▶ **TASK PROMPT**: Below are the lines to check; count those holding the string "write" and give only the number.
[[ SUPPLIED DATA open ]]
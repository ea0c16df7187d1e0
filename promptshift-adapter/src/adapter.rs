// Copyright 2025 Promptshift Contributors
//
// This program is free software: you can redistribute it and/or modify
// it under the terms of the GNU Affero General Public License as published by
// the Free Software Foundation, either version 3 of the License, or
// (at your option) any later version.
//
// This program is distributed in the hope that it will be useful,
// but WITHOUT ANY WARRANTY; without even the implied warranty of
// MERCHANTABILITY or FITNESS FOR A PARTICULAR PURPOSE. See the
// GNU Affero General Public License for more details.
//
// You should have received a copy of the GNU Affero General Public License
// along with this program. If not, see <https://www.gnu.org/licenses/>.

//! The adaptation operation: cache lookup, concurrent translation of
//! every natural-language piece, validation gate, cache write.

use crate::cache::CacheStore;
use crate::generator::TextGenerator;
use crate::translator;
use crate::{AdaptError, AdaptPhase, AdapterConfig, CacheFailurePolicy};
use futures::future::BoxFuture;
use futures::stream::{self, StreamExt, TryStreamExt};
use promptshift_core::{validate, validate_adaptation, FieldValue, LanguageTag, StructuredPrompt};
use tracing::{debug, info, warn};

/// One translated fragment of a prompt, tagged with where it belongs.
enum Piece {
    Instruction(String),
    Field {
        example: usize,
        field: String,
        value: FieldValue,
    },
}

/// Adapts structured prompts into a target language.
#[derive(Debug, Clone, Default)]
pub struct PromptAdapter {
    config: AdapterConfig,
}

impl PromptAdapter {
    pub fn new() -> Self {
        Self::default()
    }

    pub fn with_config(config: AdapterConfig) -> Self {
        Self { config }
    }

    /// Produce a version of `prompt` whose instruction and example
    /// values are expressed in `target`, with `name`, `input_keys`,
    /// `output_key`, and `output_type` carried over unchanged.
    ///
    /// A cached adaptation is returned without calling `generator` at
    /// all. On a miss the translated result is validated against the
    /// source before it is cached or returned; nothing partial is ever
    /// cached.
    pub async fn adapt(
        &self,
        prompt: &StructuredPrompt,
        target: &LanguageTag,
        generator: &dyn TextGenerator,
        cache: &dyn CacheStore,
    ) -> Result<StructuredPrompt, AdaptError> {
        validate(prompt)?;

        let mut persist = true;
        match cache.get(&prompt.name, target).await {
            Ok(Some(cached)) => {
                debug!(
                    name = %prompt.name,
                    language = %target,
                    "serving adaptation from cache"
                );
                return Ok(cached);
            }
            Ok(None) => {}
            Err(e) => match self.config.on_cache_failure {
                CacheFailurePolicy::Fail => return Err(e.into()),
                CacheFailurePolicy::Degrade => {
                    warn!(
                        name = %prompt.name,
                        language = %target,
                        error = %e,
                        "cache read failed, adapting without persistence"
                    );
                    persist = false;
                }
            },
        }

        let pieces = self.translate_pieces(prompt, target, generator).await?;
        let adapted = assemble(prompt, target, pieces);
        validate_adaptation(prompt, &adapted)?;

        if persist {
            if let Err(e) = cache.put(&adapted).await {
                match self.config.on_cache_failure {
                    CacheFailurePolicy::Fail => return Err(e.into()),
                    CacheFailurePolicy::Degrade => {
                        warn!(
                            name = %prompt.name,
                            language = %target,
                            error = %e,
                            "cache write failed, returning unpersisted adaptation"
                        );
                    }
                }
            }
        }

        info!(
            name = %prompt.name,
            language = %target,
            model = generator.model_name(),
            examples = prompt.examples.len(),
            "adapted prompt"
        );
        Ok(adapted)
    }

    /// Translate the instruction and every declared example value.
    ///
    /// The calls have no data dependencies on each other, so they run
    /// concurrently up to `max_concurrent`. The first failure drops the
    /// stream, cancelling in-flight siblings; no partial set of pieces
    /// escapes this function.
    async fn translate_pieces(
        &self,
        prompt: &StructuredPrompt,
        target: &LanguageTag,
        generator: &dyn TextGenerator,
    ) -> Result<Vec<Piece>, AdaptError> {
        let mut jobs: Vec<BoxFuture<'_, Result<Piece, AdaptError>>> = Vec::new();

        jobs.push(Box::pin(async move {
            let text =
                translate_text(generator, AdaptPhase::Instruction, &prompt.instruction, target)
                    .await?;
            Ok(Piece::Instruction(text))
        }));

        for (i, example) in prompt.examples.iter().enumerate() {
            for (field, value) in &example.fields {
                let phase = AdaptPhase::ExampleField {
                    example: i,
                    field: field.clone(),
                };
                match value {
                    FieldValue::Text(text) => {
                        jobs.push(Box::pin(async move {
                            let translated =
                                translate_text(generator, phase, text, target).await?;
                            Ok(Piece::Field {
                                example: i,
                                field: field.clone(),
                                value: FieldValue::Text(translated),
                            })
                        }));
                    }
                    FieldValue::List(items) => {
                        jobs.push(Box::pin(async move {
                            let translated =
                                translate_list(generator, phase, items, target).await?;
                            Ok(Piece::Field {
                                example: i,
                                field: field.clone(),
                                value: FieldValue::List(translated),
                            })
                        }));
                    }
                    // Numbers carry no natural language; passed through
                    // by the source clone in assemble().
                    FieldValue::Number(_) => {}
                }
            }
        }

        stream::iter(jobs)
            .buffered(self.config.max_concurrent.max(1))
            .try_collect()
            .await
    }
}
[[ SUPPLIED DATA closed ]]
▶ **SOLUTION TO THE EXERCISE**: 2